Here are some records. Print all of them exactly.

Segment Start: Input data

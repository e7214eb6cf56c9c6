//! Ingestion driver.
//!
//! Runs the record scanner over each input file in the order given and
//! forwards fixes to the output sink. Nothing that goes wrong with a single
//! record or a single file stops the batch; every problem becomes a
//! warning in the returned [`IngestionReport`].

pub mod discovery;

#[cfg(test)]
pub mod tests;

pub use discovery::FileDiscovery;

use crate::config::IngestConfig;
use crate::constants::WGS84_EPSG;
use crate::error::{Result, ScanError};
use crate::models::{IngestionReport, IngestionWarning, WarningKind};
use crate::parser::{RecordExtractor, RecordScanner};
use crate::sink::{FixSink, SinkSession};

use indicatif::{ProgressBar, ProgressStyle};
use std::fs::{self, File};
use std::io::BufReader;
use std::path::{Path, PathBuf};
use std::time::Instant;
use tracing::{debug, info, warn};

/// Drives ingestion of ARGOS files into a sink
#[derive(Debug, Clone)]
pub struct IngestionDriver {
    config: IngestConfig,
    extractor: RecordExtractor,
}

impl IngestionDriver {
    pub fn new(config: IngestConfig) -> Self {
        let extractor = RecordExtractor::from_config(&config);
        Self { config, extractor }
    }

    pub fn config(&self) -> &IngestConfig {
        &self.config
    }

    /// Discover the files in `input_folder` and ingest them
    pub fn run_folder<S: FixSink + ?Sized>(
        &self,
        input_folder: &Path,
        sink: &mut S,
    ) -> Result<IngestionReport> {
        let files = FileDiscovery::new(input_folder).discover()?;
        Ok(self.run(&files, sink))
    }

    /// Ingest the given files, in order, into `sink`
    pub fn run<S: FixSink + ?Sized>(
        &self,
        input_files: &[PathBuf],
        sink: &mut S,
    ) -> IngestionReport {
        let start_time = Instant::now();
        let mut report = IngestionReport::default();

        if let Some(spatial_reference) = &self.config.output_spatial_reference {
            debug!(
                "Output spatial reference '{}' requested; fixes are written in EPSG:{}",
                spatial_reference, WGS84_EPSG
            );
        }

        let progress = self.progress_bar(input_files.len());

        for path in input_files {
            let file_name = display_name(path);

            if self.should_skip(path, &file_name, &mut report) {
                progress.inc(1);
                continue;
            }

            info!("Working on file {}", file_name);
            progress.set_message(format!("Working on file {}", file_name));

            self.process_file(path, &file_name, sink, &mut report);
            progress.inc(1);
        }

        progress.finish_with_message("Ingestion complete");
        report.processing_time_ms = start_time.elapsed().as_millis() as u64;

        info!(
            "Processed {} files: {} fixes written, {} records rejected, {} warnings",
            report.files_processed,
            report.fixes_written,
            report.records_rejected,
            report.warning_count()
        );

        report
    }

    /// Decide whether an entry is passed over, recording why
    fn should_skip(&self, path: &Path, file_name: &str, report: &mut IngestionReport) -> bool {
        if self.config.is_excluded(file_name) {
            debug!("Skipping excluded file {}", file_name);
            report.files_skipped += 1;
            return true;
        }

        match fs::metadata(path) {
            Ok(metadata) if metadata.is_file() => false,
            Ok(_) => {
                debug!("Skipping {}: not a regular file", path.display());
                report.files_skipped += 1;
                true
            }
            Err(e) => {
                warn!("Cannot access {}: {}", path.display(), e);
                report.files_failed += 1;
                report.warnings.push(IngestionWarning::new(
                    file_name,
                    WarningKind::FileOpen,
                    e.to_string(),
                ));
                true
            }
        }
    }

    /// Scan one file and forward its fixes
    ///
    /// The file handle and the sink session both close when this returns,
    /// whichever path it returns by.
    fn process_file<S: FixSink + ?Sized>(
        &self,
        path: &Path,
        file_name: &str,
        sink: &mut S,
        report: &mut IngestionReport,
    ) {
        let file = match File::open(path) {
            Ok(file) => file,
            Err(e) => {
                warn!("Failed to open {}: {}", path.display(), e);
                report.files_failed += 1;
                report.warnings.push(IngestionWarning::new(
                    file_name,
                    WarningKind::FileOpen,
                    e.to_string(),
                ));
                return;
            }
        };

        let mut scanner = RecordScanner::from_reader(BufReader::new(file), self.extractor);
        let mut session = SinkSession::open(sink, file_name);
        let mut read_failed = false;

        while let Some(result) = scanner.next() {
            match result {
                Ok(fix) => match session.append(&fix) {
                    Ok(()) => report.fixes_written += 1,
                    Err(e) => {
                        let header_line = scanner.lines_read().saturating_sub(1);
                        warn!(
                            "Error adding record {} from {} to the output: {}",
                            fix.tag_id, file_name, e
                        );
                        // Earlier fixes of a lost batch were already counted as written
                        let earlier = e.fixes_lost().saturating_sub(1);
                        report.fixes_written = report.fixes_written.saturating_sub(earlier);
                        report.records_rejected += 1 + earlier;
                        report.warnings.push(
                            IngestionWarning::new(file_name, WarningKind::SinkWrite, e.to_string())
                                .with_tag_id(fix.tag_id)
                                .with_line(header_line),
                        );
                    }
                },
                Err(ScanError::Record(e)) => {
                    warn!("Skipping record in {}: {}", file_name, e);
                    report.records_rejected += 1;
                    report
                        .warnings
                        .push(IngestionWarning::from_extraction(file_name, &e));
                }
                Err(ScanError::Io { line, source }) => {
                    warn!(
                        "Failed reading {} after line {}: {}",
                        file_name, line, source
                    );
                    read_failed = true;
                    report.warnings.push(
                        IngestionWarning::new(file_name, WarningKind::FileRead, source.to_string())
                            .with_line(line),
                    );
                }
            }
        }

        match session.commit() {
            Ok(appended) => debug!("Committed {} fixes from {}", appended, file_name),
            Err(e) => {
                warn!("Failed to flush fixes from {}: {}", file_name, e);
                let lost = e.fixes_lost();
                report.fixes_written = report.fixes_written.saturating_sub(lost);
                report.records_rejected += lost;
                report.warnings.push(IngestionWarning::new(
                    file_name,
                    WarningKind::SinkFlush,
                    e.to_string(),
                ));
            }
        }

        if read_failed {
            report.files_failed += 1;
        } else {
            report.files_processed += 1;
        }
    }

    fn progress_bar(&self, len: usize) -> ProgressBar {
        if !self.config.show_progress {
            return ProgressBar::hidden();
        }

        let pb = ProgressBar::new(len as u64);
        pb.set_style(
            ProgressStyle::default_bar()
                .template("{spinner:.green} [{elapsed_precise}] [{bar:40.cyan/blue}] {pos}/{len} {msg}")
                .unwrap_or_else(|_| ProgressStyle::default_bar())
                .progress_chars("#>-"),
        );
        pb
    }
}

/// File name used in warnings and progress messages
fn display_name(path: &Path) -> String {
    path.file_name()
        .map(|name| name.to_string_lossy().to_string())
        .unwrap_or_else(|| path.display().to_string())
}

Segment End: Input data

*Solution*:
repository e7214eb6cf56c9c6
//! Ingestion driver.
//!
//! Runs the record scanner over each input file in the order given and
//! forwards fixes to the output sink. Nothing that goes wrong with a single
//! record or a single file stops the batch; every problem becomes a
//! warning in the returned [`IngestionReport`].

pub mod discovery;

#[cfg(test)]
pub mod tests;

pub use discovery::FileDiscovery;

use crate::config::IngestConfig;
use crate::constants::WGS84_EPSG;
use crate::error::{Result, ScanError};
use crate::models::{IngestionReport, IngestionWarning, WarningKind};
use crate::parser::{RecordExtractor, RecordScanner};
use crate::sink::{FixSink, SinkSession};

use indicatif::{ProgressBar, ProgressStyle};
use std::fs::{self, File};
use std::io::BufReader;
use std::path::{Path, PathBuf};
use std::time::Instant;
use tracing::{debug, info, warn};

/// Drives ingestion of ARGOS files into a sink
#[derive(Debug, Clone)]
pub struct IngestionDriver {
    config: IngestConfig,
    extractor: RecordExtractor,
}

impl IngestionDriver {
    pub fn new(config: IngestConfig) -> Self {
        let extractor = RecordExtractor::from_config(&config);
        Self { config, extractor }
    }

    pub fn config(&self) -> &IngestConfig {
        &self.config
    }

    /// Discover the files in `input_folder` and ingest them
    pub fn run_folder<S: FixSink + ?Sized>(
        &self,
        input_folder: &Path,
        sink: &mut S,
    ) -> Result<IngestionReport> {
        let files = FileDiscovery::new(input_folder).discover()?;
        Ok(self.run(&files, sink))
    }

    /// Ingest the given files, in order, into `sink`
    pub fn run<S: FixSink + ?Sized>(
        &self,
        input_files: &[PathBuf],
        sink: &mut S,
    ) -> IngestionReport {
        let start_time = Instant::now();
        let mut report = IngestionReport::default();

        if let Some(spatial_reference) = &self.config.output_spatial_reference {
            debug!(
                "Output spatial reference '{}' requested; fixes are written in EPSG:{}",
                spatial_reference, WGS84_EPSG
            );
        }

        let progress = self.progress_bar(input_files.len());

        for path in input_files {
            let file_name = display_name(path);

            if self.should_skip(path, &file_name, &mut report) {
                progress.inc(1);
                continue;
            }

            info!("Working on file {}", file_name);
            progress.set_message(format!("Working on file {}", file_name));

            self.process_file(path, &file_name, sink, &mut report);
            progress.inc(1);
        }

        progress.finish_with_message("Ingestion complete");
        report.processing_time_ms = start_time.elapsed().as_millis() as u64;

        info!(
            "Processed {} files: {} fixes written, {} records rejected, {} warnings",
            report.files_processed,
            report.fixes_written,
            report.records_rejected,
            report.warning_count()
        );

        report
    }

    /// Decide whether an entry is passed over, recording why
    fn should_skip(&self, path: &Path, file_name: &str, report: &mut IngestionReport) -> bool {
        if self.config.is_excluded(file_name) {
            debug!("Skipping excluded file {}", file_name);
            report.files_skipped += 1;
            return true;
        }

        match fs::metadata(path) {
            Ok(metadata) if metadata.is_file() => false,
            Ok(_) => {
                debug!("Skipping {}: not a regular file", path.display());
                report.files_skipped += 1;
                true
            }
            Err(e) => {
                warn!("Cannot access {}: {}", path.display(), e);
                report.files_failed += 1;
                report.warnings.push(IngestionWarning::new(
                    file_name,
                    WarningKind::FileOpen,
                    e.to_string(),
                ));
                true
            }
        }
    }

    /// Scan one file and forward its fixes
    ///
    /// The file handle and the sink session both close when this returns,
    /// whichever path it returns by.
    fn process_file<S: FixSink + ?Sized>(
        &self,
        path: &Path,
        file_name: &str,
        sink: &mut S,
        report: &mut IngestionReport,
    ) {
        let file = match File::open(path) {
            Ok(file) => file,
            Err(e) => {
                warn!("Failed to open {}: {}", path.display(), e);
                report.files_failed += 1;
                report.warnings.push(IngestionWarning::new(
                    file_name,
                    WarningKind::FileOpen,
                    e.to_string(),
                ));
                return;
            }
        };

        let mut scanner = RecordScanner::from_reader(BufReader::new(file), self.extractor);
        let mut session = SinkSession::open(sink, file_name);
        let mut read_failed = false;

        while let Some(result) = scanner.next() {
            match result {
                Ok(fix) => match session.append(&fix) {
                    Ok(()) => report.fixes_written += 1,
                    Err(e) => {
                        let header_line = scanner.lines_read().saturating_sub(1);
                        warn!(
                            "Error adding record {} from {} to the output: {}",
                            fix.tag_id, file_name, e
                        );
                        // Earlier fixes of a lost batch were already counted as written
                        let earlier = e.fixes_lost().saturating_sub(1);
                        report.fixes_written = report.fixes_written.saturating_sub(earlier);
                        report.records_rejected += 1 + earlier;
                        report.warnings.push(
                            IngestionWarning::new(file_name, WarningKind::SinkWrite, e.to_string())
                                .with_tag_id(fix.tag_id)
                                .with_line(header_line),
                        );
                    }
                },
                Err(ScanError::Record(e)) => {
                    warn!("Skipping record in {}: {}", file_name, e);
                    report.records_rejected += 1;
                    report
                        .warnings
                        .push(IngestionWarning::from_extraction(file_name, &e));
                }
                Err(ScanError::Io { line, source }) => {
                    warn!(
                        "Failed reading {} after line {}: {}",
                        file_name, line, source
                    );
                    read_failed = true;
                    report.warnings.push(
                        IngestionWarning::new(file_name, WarningKind::FileRead, source.to_string())
                            .with_line(line),
                    );
                }
            }
        }

        match session.commit() {
            Ok(appended) => debug!("Committed {} fixes from {}", appended, file_name),
            Err(e) => {
                warn!("Failed to flush fixes from {}: {}", file_name, e);
                let lost = e.fixes_lost();
                report.fixes_written = report.fixes_written.saturating_sub(lost);
                report.records_rejected += lost;
                report.warnings.push(IngestionWarning::new(
                    file_name,
                    WarningKind::SinkFlush,
                    e.to_string(),
                ));
            }
        }

        if read_failed {
            report.files_failed += 1;
        } else {
            report.files_processed += 1;
        }
    }

    fn progress_bar(&self, len: usize) -> ProgressBar {
        if !self.config.show_progress {
            return ProgressBar::hidden();
        }

        let pb = ProgressBar::new(len as u64);
        pb.set_style(
            ProgressStyle::default_bar()
                .template("{spinner:.green} [{elapsed_precise}] [{bar:40.cyan/blue}] {pos}/{len} {msg}")
                .unwrap_or_else(|_| ProgressStyle::default_bar())
                .progress_chars("#>-"),
        );
        pb
    }
}

/// File name used in warnings and progress messages
fn display_name(path: &Path) -> String {
    path.file_name()
        .map(|name| name.to_string_lossy().to_string())
        .unwrap_or_else(|| path.display().to_string())
}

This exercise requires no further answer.